Ein kurzer Vorstoß im Juni 1906 ergab eine überraschend reiche Ausbeute, darunter eine Sage von der Vergrabung des goldenen Gottes der Wenden im „Blankenburger Teich“ bei Prilwitz, deren Mitteilung an die Rethra-Kommission zur Folge hatte, daß diese, ohne weitere Sagenfunde abzuwarten, lediglich auf Grund dieser Sage an die Ausgrabung des Teiches heranging, die auch jetzt wieder fortgeführt werden soll.[1] Schon die Mannigfaltigkeit dieser ersten Ausbeute aber hatte mir gezeigt, daß hier nur planmäßige Arbeit zum Ziele führen könne. Ich stellte daher die Sammelarbeit vorläufig ein, um mich besser rüsten zu können.

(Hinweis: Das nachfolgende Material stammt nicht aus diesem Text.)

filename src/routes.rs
// src/routes.rs

use axum::{
    Router,
    http::Method,
    middleware,
    routing::{get, post, put},
};
use tower_http::{cors::CorsLayer, trace::TraceLayer};

use crate::{
    handlers::{admin, auth, profile, tests},
    state::AppState,
    utils::jwt::{admin_middleware, auth_middleware},
};

/// Assembles the main application router.
///
/// * Merges all sub-routers (auth, tests, profile, admin).
/// * Applies global middleware (Trace, CORS).
/// * Injects global state (Database Pool + Config).
pub fn create_router(state: AppState) -> Router {
    let origins = [
        "http://localhost:3000".parse().unwrap(),
        "http://127.0.0.1:3000".parse().unwrap(),
    ];

    let cors = CorsLayer::new()
        .allow_origin(origins)
        .allow_methods([Method::GET, Method::POST, Method::PUT, Method::DELETE])
        .allow_headers([
            axum::http::header::AUTHORIZATION,
            axum::http::header::CONTENT_TYPE,
        ]);

    let auth_routes = Router::new()
        .route("/register", post(auth::register))
        .route("/login", post(auth::login));

    let test_routes = Router::new()
        .route("/leaderboard", get(tests::get_leaderboard))
        // Protected test routes
        .merge(
            Router::new()
                .route("/paper", get(tests::generate_paper))
                .route("/submit", post(tests::submit_test))
                .route("/history", get(tests::get_history))
                .layer(middleware::from_fn_with_state(
                    state.config.clone(),
                    auth_middleware,
                )),
        );

    let profile_routes = Router::new()
        .route("/me", get(profile::get_me))
        .layer(middleware::from_fn_with_state(
            state.config.clone(),
            auth_middleware,
        ));

    let admin_routes = Router::new()
        .route("/users", get(admin::list_users).post(admin::create_user))
        .route(
            "/users/{id}",
            put(admin::update_user).delete(admin::delete_user),
        )
        .route("/questions", post(admin::create_question))
        .route(
            "/questions/{id}",
            put(admin::update_question).delete(admin::delete_question),
        )
        // Double middleware protection: Auth first, then Admin check
        .layer(middleware::from_fn(admin_middleware))
        .layer(middleware::from_fn_with_state(
            state.config.clone(),
            auth_middleware,
        ));

    Router::new()
        .nest("/api/auth", auth_routes)
        .nest("/api/tests", test_routes)
        .nest("/api/profile", profile_routes)
        .nest("/api/admin", admin_routes)
        // Global Middleware (applied from outside in)
        .layer(TraceLayer::new_for_http())
        .layer(cors)
        .with_state(state)
}
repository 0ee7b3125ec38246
// src/models/attempt.rs

use serde::{Deserialize, Serialize};
use sqlx::{FromRow, types::Json};
use validator::Validate;

use crate::grading::answer::{AnswerValue, QuestionOutcome};
use crate::grading::score::ScoringMode;
use crate::models::subject::Subject;

/// Submission mode. Practice and assessment tests are topic-driven; the
/// legacy mode serves the old stage-test path, which bypasses topic
/// tracking.
#[derive(Debug, Clone, Copy, PartialEq, Eq, Serialize, Deserialize, sqlx::Type)]
#[serde(rename_all = "lowercase")]
#[sqlx(type_name = "test_mode", rename_all = "lowercase")]
pub enum TestMode {
    Practice,
    Assessment,
    Legacy,
}

/// Represents the append-only 'test_attempts' table.
///
/// Rows are written once per completed submission and never mutated. The
/// outcomes column snapshots question text and explanations, so deleting a
/// question never invalidates history.
#[derive(Debug, Clone, FromRow, Serialize, Deserialize)]
pub struct TestAttempt {
    pub id: i64,
    pub user_id: i64,
    pub subject: Subject,
    pub mode: TestMode,
    pub topic: Option<String>,
    /// Idempotency key: one progression mutation per distinct attempt.
    pub attempt_key: String,
    pub outcomes: Json<Vec<QuestionOutcome>>,
    pub correct_count: i32,
    pub incorrect_count: i32,
    pub unanswered_count: i32,
    pub score_percentage: i32,
    pub passed: bool,
    pub total_time_seconds: i32,
    pub created_at: Option<chrono::DateTime<chrono::Utc>>,
}

impl TestAttempt {
    /// The score shown for history: always derivable from the outcome list.
    /// Legacy rows with a missing (zero) stored score are recomputed from
    /// the snapshot.
    pub fn effective_score(&self) -> i32 {
        if self.score_percentage != 0 || self.outcomes.0.is_empty() {
            return self.score_percentage;
        }
        let total = self.outcomes.0.len() as f64;
        let correct = self.outcomes.0.iter().filter(|o| o.is_correct).count() as f64;
        ((100.0 * correct) / total).round() as i32
    }
}

/// Aggregated row for the leaderboard (best score per student).
#[derive(Debug, Serialize, FromRow)]
pub struct LeaderboardEntry {
    pub username: String,
    pub best_score: i32,
    pub attempts: i64,
}

/// One submitted answer within a test submission.
#[derive(Debug, Clone, Deserialize)]
pub struct SubmittedAnswer {
    pub question_id: i64,
    /// Absent for questions the student left unanswered.
    pub selected: Option<AnswerValue>,
    pub time_spent_seconds: Option<i32>,
}

/// DTO for submitting a completed test.
#[derive(Debug, Deserialize, Validate)]
pub struct SubmitTestRequest {
    pub subject: Subject,
    pub mode: TestMode,
    #[validate(length(min = 1, max = 100))]
    pub topic: Option<String>,
    #[serde(default)]
    pub scoring_mode: ScoringMode,
    pub total_time_seconds: Option<i32>,
    /// Client-supplied idempotency key. Server generates one when absent,
    /// in which case retries are not deduplicated.
    #[validate(length(min = 1, max = 64))]
    pub attempt_key: Option<String>,
    pub answers: Vec<SubmittedAnswer>,
}

#[cfg(test)]
mod tests {
    use super::*;
    use crate::grading::answer::QuestionOutcome;

    fn outcome(is_correct: bool) -> QuestionOutcome {
        QuestionOutcome {
            question_id: 1,
            question_text: None,
            selected: None,
            correct: None,
            is_correct,
            answered: true,
            question_found: true,
            explanation: None,
            time_spent_seconds: None,
        }
    }

    fn attempt(score: i32, outcomes: Vec<QuestionOutcome>) -> TestAttempt {
        TestAttempt {
            id: 1,
            user_id: 1,
            subject: Subject::Physics,
            mode: TestMode::Assessment,
            topic: None,
            attempt_key: "k".to_string(),
            outcomes: Json(outcomes),
            correct_count: 0,
            incorrect_count: 0,
            unanswered_count: 0,
            score_percentage: score,
            passed: false,
            total_time_seconds: 0,
            created_at: None,
        }
    }

    #[test]
    fn zero_stored_score_is_recomputed_from_outcomes() {
        let a = attempt(0, vec![outcome(true), outcome(true), outcome(false), outcome(false)]);
        assert_eq!(a.effective_score(), 50);
    }

    #[test]
    fn nonzero_stored_score_wins() {
        let a = attempt(80, vec![outcome(false)]);
        assert_eq!(a.effective_score(), 80);
    }

    #[test]
    fn empty_outcomes_stay_zero() {
        let a = attempt(0, vec![]);
        assert_eq!(a.effective_score(), 0);
    }
}
// src/config.rs

use dotenvy::dotenv;
use std::env;

#[derive(Debug, Clone)]
pub struct Config {
    pub database_url: String,
    pub jwt_secret: String,
    /// Token lifetime in seconds.
    pub jwt_expiration: u64,
    pub rust_log: String,

    /// Optional admin account seeded at startup.
    pub admin_username: Option<String>,
    pub admin_password: Option<String>,

    /// Minimum score percentage for a passed attempt (default 70).
    pub pass_threshold: i32,
    /// Minimum score percentage for a completed topic (default 70).
    pub completion_threshold: i32,
}

impl Config {
    pub fn from_env() -> Self {
        dotenv().ok();

        let database_url = env::var("DATABASE_URL").expect("DATABASE_URL must be set");

        let jwt_secret = env::var("JWT_SECRET").expect("JWT_SECRET must be set");

        let jwt_expiration = env::var("JWT_EXPIRATION")
            .ok()
            .and_then(|v| v.parse().ok())
            .unwrap_or(86400);

        let rust_log = env::var("RUST_LOG").unwrap_or_else(|_| "info".to_string());

        let admin_username = env::var("ADMIN_USERNAME").ok();
        let admin_password = env::var("ADMIN_PASSWORD").ok();

        let pass_threshold = env::var("PASS_THRESHOLD")
            .ok()
            .and_then(|v| v.parse().ok())
            .unwrap_or(70);

        let completion_threshold = env::var("COMPLETION_THRESHOLD")
            .ok()
            .and_then(|v| v.parse().ok())
            .unwrap_or(70);

        Self {
            database_url,
            jwt_secret,
            jwt_expiration,
            rust_log,
            admin_username,
            admin_password,
            pass_threshold,
            completion_threshold,
        }
    }
}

Durch eine eingehende Prüfung der älteren Geschichtswerke, der umfangreichen Idolliteratur und der Berichte über die früheren Grabungen suchte ich zunächst Klarheit zu gewinnen, ob und inwieweit die heute umlaufenden Volkssagen auf gelehrtem Wege ins Volk gedrungen sein könnten. Die ganze ältere Literatur gab fast gar keine Ausbeute. Latomus-Steinmetz, um 1600 Rektor in Neubrandenburg, der zuerst Rethra bei Prilwitz sucht, sagt nichts von lebender Überlieferung. Im Idolstreit wird der Volkssage nur in ganz unbestimmten Wendungen Erwähnung getan, obwohl es doch nahe genug gelegen hätte, der dunklen Fundgeschichte der Idole und den Grundlagen der Schatzgräberei des Gideon Sponholtz nachzugehen. Boll hat nur zwei belanglose Sagen über den Bacherswall.

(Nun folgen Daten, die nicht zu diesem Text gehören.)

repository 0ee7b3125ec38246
// src/handlers/auth.rs

use axum::{Json, extract::State, http::StatusCode, response::IntoResponse};
use serde_json::json;
use sqlx::PgPool;
use validator::Validate;

use crate::{
    config::Config,
    error::AppError,
    models::user::{CreateUserRequest, LoginRequest, User},
    utils::{
        hash::{hash_password, verify_password},
        jwt::sign_jwt,
    },
};

/// Registers a new student account.
///
/// Hashes the password using Argon2 before storing it.
/// Returns 201 Created and the user object (excluding password).
pub async fn register(
    State(pool): State<PgPool>,
    Json(payload): Json<CreateUserRequest>,
) -> Result<impl IntoResponse, AppError> {
    if let Err(validation_errors) = payload.validate() {
        return Err(AppError::BadRequest(validation_errors.to_string()));
    }

    let hashed_password = hash_password(&payload.password)?;

    let user: User = sqlx::query_as(
        r#"
        INSERT INTO users (username, password, full_name, institution)
        VALUES ($1, $2, $3, $4)
        RETURNING id, username, password, full_name, institution, role, created_at
        "#,
    )
    .bind(&payload.username)
    .bind(&hashed_password)
    .bind(&payload.full_name)
    .bind(&payload.institution)
    .fetch_one(&pool)
    .await
    .map_err(|e| {
        // Postgres error code for unique violation is 23505
        if e.to_string().contains("unique constraint") || e.to_string().contains("23505") {
            AppError::Conflict(format!("Username '{}' already exists", payload.username))
        } else {
            tracing::error!("Failed to register user: {:?}", e);
            AppError::from(e)
        }
    })?;

    Ok((StatusCode::CREATED, Json(user)))
}

/// Authenticates a user and returns a JWT token.
///
/// Verifies the username and password against the database.
/// If valid, signs a JWT token with the user's ID and role.
pub async fn login(
    State(pool): State<PgPool>,
    State(config): State<Config>,
    Json(payload): Json<LoginRequest>,
) -> Result<impl IntoResponse, AppError> {
    if let Err(validation_errors) = payload.validate() {
        return Err(AppError::BadRequest(validation_errors.to_string()));
    }

    let user: Option<User> = sqlx::query_as(
        r#"
        SELECT id, username, password, full_name, institution, role, created_at
        FROM users
        WHERE username = $1
        "#,
    )
    .bind(&payload.username)
    .fetch_optional(&pool)
    .await
    .map_err(|e| {
        tracing::error!("Login DB error: {:?}", e);
        AppError::InternalServerError(e.to_string())
    })?;

    let user = user.ok_or(AppError::AuthError("User not found".to_string()))?;

    let is_valid = verify_password(&payload.password, &user.password)?;

    if !is_valid {
        return Err(AppError::AuthError("Invalid password".to_string()));
    }

    let token = sign_jwt(user.id, &user.role, &config.jwt_secret, config.jwt_expiration)?;

    Ok(Json(json!({
        "token": token,
        "type": "Bearer",
        "role": user.role,
    })))
}
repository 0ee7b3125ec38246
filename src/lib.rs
// src/lib.rs

pub mod config;
pub mod db;
pub mod error;
pub mod grading;
pub mod handlers;
pub mod models;
pub mod routes;
pub mod state;
pub mod utils;

// Re-export specific items for convenience if needed
pub use routes::create_router;
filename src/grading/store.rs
// src/grading/store.rs

use std::collections::HashMap;

use async_trait::async_trait;
use chrono::{DateTime, Utc};
use thiserror::Error;

use crate::models::attempt::TestMode;
use crate::models::subject::Subject;

use super::answer::{AnswerKey, QuestionOutcome};
use super::progression::SubjectProgress;
use super::score::ScoreSummary;

/// Persistence failures as seen by the engine. The engine distinguishes
/// "referenced row missing" from "store unavailable" because the two have
/// different propagation rules: a missing student aborts only the
/// progression step, while an unavailable store must never discard an
/// already-computed score.
#[derive(Debug, Error)]
pub enum StoreError {
    #[error("not found: {0}")]
    NotFound(String),
    #[error("store unavailable: {0}")]
    Unavailable(String),
}

impl From<sqlx::Error> for StoreError {
    fn from(err: sqlx::Error) -> Self {
        match err {
            sqlx::Error::RowNotFound => StoreError::NotFound(err.to_string()),
            other => StoreError::Unavailable(other.to_string()),
        }
    }
}

/// A fully-graded attempt, computed in memory before any persistence runs.
#[derive(Debug, Clone)]
pub struct NewAttempt {
    pub user_id: i64,
    pub subject: Subject,
    pub mode: TestMode,
    pub topic: Option<String>,
    pub attempt_key: String,
    pub outcomes: Vec<QuestionOutcome>,
    pub summary: ScoreSummary,
    pub total_time_seconds: i32,
}

/// The persistence surface the grading engine needs: find-by-id reads, one
/// append-only insert, and one conditional update. Everything else about the
/// backing store is the caller's business.
#[async_trait]
pub trait GradingStore: Send + Sync {
    /// Fetches answer keys for the requested question ids. Ids with no
    /// matching question are simply absent from the map; the grader turns
    /// those into explicit not-found outcomes.
    async fn answer_keys(&self, ids: &[i64]) -> Result<HashMap<i64, AnswerKey>, StoreError>;

    /// Append-only insert keyed by `attempt_key`. Returns the new row id, or
    /// `None` when an attempt with the same key was already recorded, in
    /// which case no other mutation may run for this submission.
    async fn insert_attempt(&self, attempt: &NewAttempt) -> Result<Option<i64>, StoreError>;

    /// Reads the authoritative (stage, level) for the student and subject,
    /// initializing it to (1, 1) on first use.
    async fn subject_progress(
        &self,
        user_id: i64,
        subject: Subject,
    ) -> Result<SubjectProgress, StoreError>;

    /// Conditional update: applies `to` only while the stored state still
    /// equals `from`. Returns `false` when a concurrent writer won the race,
    /// in which case the caller re-reads and retries.
    async fn swap_subject_progress(
        &self,
        user_id: i64,
        subject: Subject,
        from: SubjectProgress,
        to: SubjectProgress,
    ) -> Result<bool, StoreError>;

    /// Folds one attempt into the (subject, topic) record: best-score max,
    /// completion latch, attempt count, last-attempt timestamp.
    async fn record_topic_attempt(
        &self,
        user_id: i64,
        subject: Subject,
        topic: &str,
        score: i32,
        completed: bool,
        at: DateTime<Utc>,
    ) -> Result<(), StoreError>;
}
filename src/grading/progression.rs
// src/grading/progression.rs

use serde::{Deserialize, Serialize};

/// Levels cycle 1..=4 within a stage before rolling over.
pub const MAX_LEVEL: i32 = 4;

/// Per-subject progression state: (stage, level) with stage >= 1 and level
/// in 1..=4.
#[derive(Debug, Clone, Copy, PartialEq, Eq, Serialize, Deserialize)]
pub struct SubjectProgress {
    pub stage: i32,
    pub level: i32,
}

impl Default for SubjectProgress {
    fn default() -> Self {
        Self::start()
    }
}

impl SubjectProgress {
    /// Initial state for a subject the student has not attempted yet.
    pub fn start() -> Self {
        SubjectProgress { stage: 1, level: 1 }
    }

    /// State after a passed attempt: level increments within the stage, and
    /// rolls over to (stage + 1, level 1) past level 4.
    pub fn advanced(self) -> Self {
        if self.level < MAX_LEVEL {
            SubjectProgress {
                stage: self.stage,
                level: self.level + 1,
            }
        } else {
            SubjectProgress {
                stage: self.stage + 1,
                level: 1,
            }
        }
    }

    /// A failed attempt never moves the state.
    pub fn after(self, passed: bool) -> Self {
        if passed { self.advanced() } else { self }
    }
}
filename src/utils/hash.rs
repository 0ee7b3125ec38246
use argon2::{
    Argon2,
    password_hash::{PasswordHash, PasswordHasher, PasswordVerifier, SaltString, rand_core::OsRng},
};

use crate::error::AppError;

pub fn hash_password(password: &str) -> Result<String, AppError> {
    let salt = SaltString::generate(&mut OsRng);

    let argon2 = Argon2::default();

    let password_hash = argon2
        .hash_password(password.as_bytes(), &salt)
        .map_err(|e| AppError::InternalServerError(e.to_string()))?
        .to_string();

    Ok(password_hash)
}

pub fn verify_password(password: &str, password_hash: &str) -> Result<bool, AppError> {
    let parsed_hash = PasswordHash::new(password_hash)
        .map_err(|e| AppError::InternalServerError(e.to_string()))?;

    let result = Argon2::default().verify_password(password.as_bytes(), &parsed_hash);

    match result {
        Ok(_) => Ok(true),
        Err(_) => Ok(false),
    }
}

Erst Niederhöffer (1857) bringt mehrere größere Sagen über Rethra, die dann im Auszuge in das Werk von Bartsch, der Eigenes nicht hinzufügt (für das Strelitzer Land fehlten ihm die Sammler fast ganz), in die vielgelesenen Chroniken von Penzlin und Prilwitz, in Lesebücher und Zeitungen übergingen. Zwei dieser Niederhöfferschen Sagen sind echt, wenn auch aufgeputzt, die dritte ist ein willkürliches, aus mehreren echten Bruchstücken zusammengestelltes und mit fremden Zutaten geschmücktes Machwerk: von Heinrich dem Löwen und einem König von Rethra weiß die echte Volkssage nichts.

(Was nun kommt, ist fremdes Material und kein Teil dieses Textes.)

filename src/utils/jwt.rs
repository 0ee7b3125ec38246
// src/utils/jwt.rs

use std::time::{SystemTime, UNIX_EPOCH};

use axum::{
    body::Body,
    extract::State,
    http::{Request, StatusCode, header},
    middleware::Next,
    response::Response,
};
use jsonwebtoken::{DecodingKey, EncodingKey, Header, Validation, decode, encode};
use serde::{Deserialize, Serialize};

use crate::{config::Config, error::AppError};

/// JWT Claims structure.
#[derive(Debug, Deserialize, Serialize, Clone)]
pub struct Claims {
    /// Subject - Stores the User ID (as string).
    pub sub: String,
    /// User's role (e.g., 'student', 'admin').
    pub role: String,
    /// Expiration time as Unix timestamp.
    pub exp: usize,
}

impl Claims {
    pub fn user_id(&self) -> i64 {
        self.sub.parse::<i64>().unwrap_or(0)
    }
}

/// Signs a new JWT for the user.
pub fn sign_jwt(
    id: i64,
    role: &str,
    secret: &str,
    expiration_seconds: u64,
) -> Result<String, AppError> {
    let expiration = SystemTime::now()
        .duration_since(UNIX_EPOCH)
        .map_err(|e| AppError::InternalServerError(e.to_string()))?
        .as_secs() as usize
        + expiration_seconds as usize;

    let claims = Claims {
        sub: id.to_string(),
        role: role.to_owned(),
        exp: expiration,
    };

    encode(
        &Header::default(),
        &claims,
        &EncodingKey::from_secret(secret.as_bytes()),
    )
    .map_err(|e| AppError::InternalServerError(e.to_string()))
}

/// Verifies and decodes a JWT string.
///
/// Returns the `Claims` if valid, otherwise returns an `AppError`.
pub fn verify_jwt(token: &str, secret: &str) -> Result<Claims, AppError> {
    let token_data = decode(
        token,
        &DecodingKey::from_secret(secret.as_bytes()),
        &Validation::default(),
    )
    .map_err(|_| AppError::AuthError("Invalid token".to_string()))?;

    Ok(token_data.claims)
}

/// Axum Middleware: Authentication.
///
/// Intercepts requests, validates the 'Authorization: Bearer <token>' header.
/// If valid, injects `Claims` into the request extensions for handlers to use.
/// If invalid, returns 401 Unauthorized.
pub async fn auth_middleware(
    State(config): State<Config>,
    mut req: Request<Body>,
    next: Next,
) -> Result<Response, StatusCode> {
    let auth_header = req
        .headers()
        .get(header::AUTHORIZATION)
        .and_then(|value| value.to_str().ok());

    let token = match auth_header {
        Some(header) if header.starts_with("Bearer ") => &header[7..],
        _ => return Err(StatusCode::UNAUTHORIZED),
    };

    match verify_jwt(token, &config.jwt_secret) {
        Ok(claims) => {
            req.extensions_mut().insert(claims);
            Ok(next.run(req).await)
        }
        Err(_) => Err(StatusCode::UNAUTHORIZED),
    }
}

/// Axum Middleware: Admin Authorization.
///
/// Must be used AFTER `auth_middleware`. Checks if the injected `Claims` has 'admin' role.
/// If not, returns 403 Forbidden.
pub async fn admin_middleware(req: Request<Body>, next: Next) -> Result<Response, StatusCode> {
    let claims = req
        .extensions()
        .get::<Claims>()
        .ok_or(StatusCode::UNAUTHORIZED)?;

    if claims.role != "admin" {
        return Err(StatusCode::FORBIDDEN);
    }

    Ok(next.run(req).await)
}
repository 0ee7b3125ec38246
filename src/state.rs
use crate::config::Config;
use axum::extract::FromRef;
use sqlx::PgPool;

#[derive(Clone)]
pub struct AppState {
    pub pool: PgPool,
    pub config: Config,
}

impl FromRef<AppState> for PgPool {
    fn from_ref(state: &AppState) -> Self {
        state.pool.clone()
    }
}

impl FromRef<AppState> for Config {
    fn from_ref(state: &AppState) -> Self {
        state.config.clone()
    }
}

Daß aus diesen Quellen die von mir bis dahin gefundenen Sagen nicht stammen könnten, war mir klar. So mußte ich zunächst an der Annahme festhalten, die sich mir von vorneherein bei der Lebendigkeit der Einzelzüge aufgedrängt hatte, daß die lebende Überlieferung des Volkes in die Wendenzeit zurückreiche. Das ließ weitere erhebliche Ausbeute erhoffen. Daß sich Sagen sogar aus vorslavischer Zeit im Mecklenburger Volke erhalten haben, hatte ja schon früher der die Volkssage bestätigende Fund des Peckateler Bronzewagens gezeigt.

Ich suchte dann weiter mit der Flurnamenforschung vertraut zu werden und in den „Irrgarten der slavischen Mythologie“ einzudringen. Sammelfahrten endlich in die Umgebung anderer wendischer Kultstätten, so der Burgwälle am Plauer See, bei Krakow und am Malchiner See, gaben mir von dem Charakter heimischer Burgwallsagen ein besseres Bild, als ich es aus Bartsch und den von meinen Mitarbeitern und mir selbst früher gesammelten Sagen gewinnen konnte.


  1. Bisher sind hier nur die Reste eines steinzeitlichen Pfahlbaues aufgedeckt worden.